Using the records below, find how many lines hold the word "Result" and reply with only that number.

___ MATERIAL PROVIDED

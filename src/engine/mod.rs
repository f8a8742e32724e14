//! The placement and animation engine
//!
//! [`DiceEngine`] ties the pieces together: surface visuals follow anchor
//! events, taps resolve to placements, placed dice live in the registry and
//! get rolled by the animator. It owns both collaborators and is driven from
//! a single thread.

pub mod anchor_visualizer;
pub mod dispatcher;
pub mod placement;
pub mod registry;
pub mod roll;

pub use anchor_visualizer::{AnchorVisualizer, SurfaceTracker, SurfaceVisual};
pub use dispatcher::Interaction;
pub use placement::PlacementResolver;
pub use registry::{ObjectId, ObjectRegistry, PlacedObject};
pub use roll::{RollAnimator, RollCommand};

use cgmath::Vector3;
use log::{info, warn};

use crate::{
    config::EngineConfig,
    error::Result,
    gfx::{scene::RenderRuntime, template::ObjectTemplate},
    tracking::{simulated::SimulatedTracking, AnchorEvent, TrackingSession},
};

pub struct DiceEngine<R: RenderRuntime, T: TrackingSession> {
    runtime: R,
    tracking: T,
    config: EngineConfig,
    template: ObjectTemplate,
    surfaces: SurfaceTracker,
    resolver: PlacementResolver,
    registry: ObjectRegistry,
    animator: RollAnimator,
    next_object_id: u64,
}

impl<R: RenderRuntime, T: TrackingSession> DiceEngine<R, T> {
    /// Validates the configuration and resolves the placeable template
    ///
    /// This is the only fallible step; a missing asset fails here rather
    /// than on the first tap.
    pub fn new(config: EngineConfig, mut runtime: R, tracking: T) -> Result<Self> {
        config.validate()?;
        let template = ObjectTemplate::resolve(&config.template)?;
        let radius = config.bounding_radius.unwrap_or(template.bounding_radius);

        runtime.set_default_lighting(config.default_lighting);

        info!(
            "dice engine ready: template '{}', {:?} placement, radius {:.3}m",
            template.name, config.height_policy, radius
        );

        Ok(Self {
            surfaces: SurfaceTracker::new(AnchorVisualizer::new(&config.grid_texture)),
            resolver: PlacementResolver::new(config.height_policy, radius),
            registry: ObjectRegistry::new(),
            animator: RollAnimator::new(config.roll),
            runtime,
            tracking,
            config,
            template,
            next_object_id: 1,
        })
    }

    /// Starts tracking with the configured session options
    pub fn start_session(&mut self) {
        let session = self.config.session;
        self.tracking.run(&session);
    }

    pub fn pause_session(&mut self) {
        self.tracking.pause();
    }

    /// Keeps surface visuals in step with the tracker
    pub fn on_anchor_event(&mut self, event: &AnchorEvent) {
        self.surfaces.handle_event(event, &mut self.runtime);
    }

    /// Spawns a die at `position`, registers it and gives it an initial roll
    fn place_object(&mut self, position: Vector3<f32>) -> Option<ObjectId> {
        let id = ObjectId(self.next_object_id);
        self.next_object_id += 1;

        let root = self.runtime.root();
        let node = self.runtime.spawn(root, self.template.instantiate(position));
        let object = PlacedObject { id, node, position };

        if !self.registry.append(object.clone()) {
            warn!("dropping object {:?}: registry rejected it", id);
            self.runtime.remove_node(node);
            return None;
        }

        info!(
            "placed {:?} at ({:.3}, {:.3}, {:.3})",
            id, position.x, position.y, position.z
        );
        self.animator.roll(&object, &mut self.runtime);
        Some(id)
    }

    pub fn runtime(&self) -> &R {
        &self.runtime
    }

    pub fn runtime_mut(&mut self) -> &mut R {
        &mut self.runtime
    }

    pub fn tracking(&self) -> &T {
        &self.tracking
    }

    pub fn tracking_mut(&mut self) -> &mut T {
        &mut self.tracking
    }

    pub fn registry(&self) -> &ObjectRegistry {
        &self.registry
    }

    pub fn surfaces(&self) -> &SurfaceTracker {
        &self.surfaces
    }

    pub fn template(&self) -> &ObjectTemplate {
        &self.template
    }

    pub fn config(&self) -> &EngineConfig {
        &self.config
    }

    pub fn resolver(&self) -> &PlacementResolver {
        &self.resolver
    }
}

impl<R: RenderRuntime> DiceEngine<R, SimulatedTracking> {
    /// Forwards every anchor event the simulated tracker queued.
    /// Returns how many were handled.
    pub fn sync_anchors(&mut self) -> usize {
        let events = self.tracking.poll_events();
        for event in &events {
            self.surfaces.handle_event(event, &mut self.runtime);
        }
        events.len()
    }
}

______

• THE ANSWER
2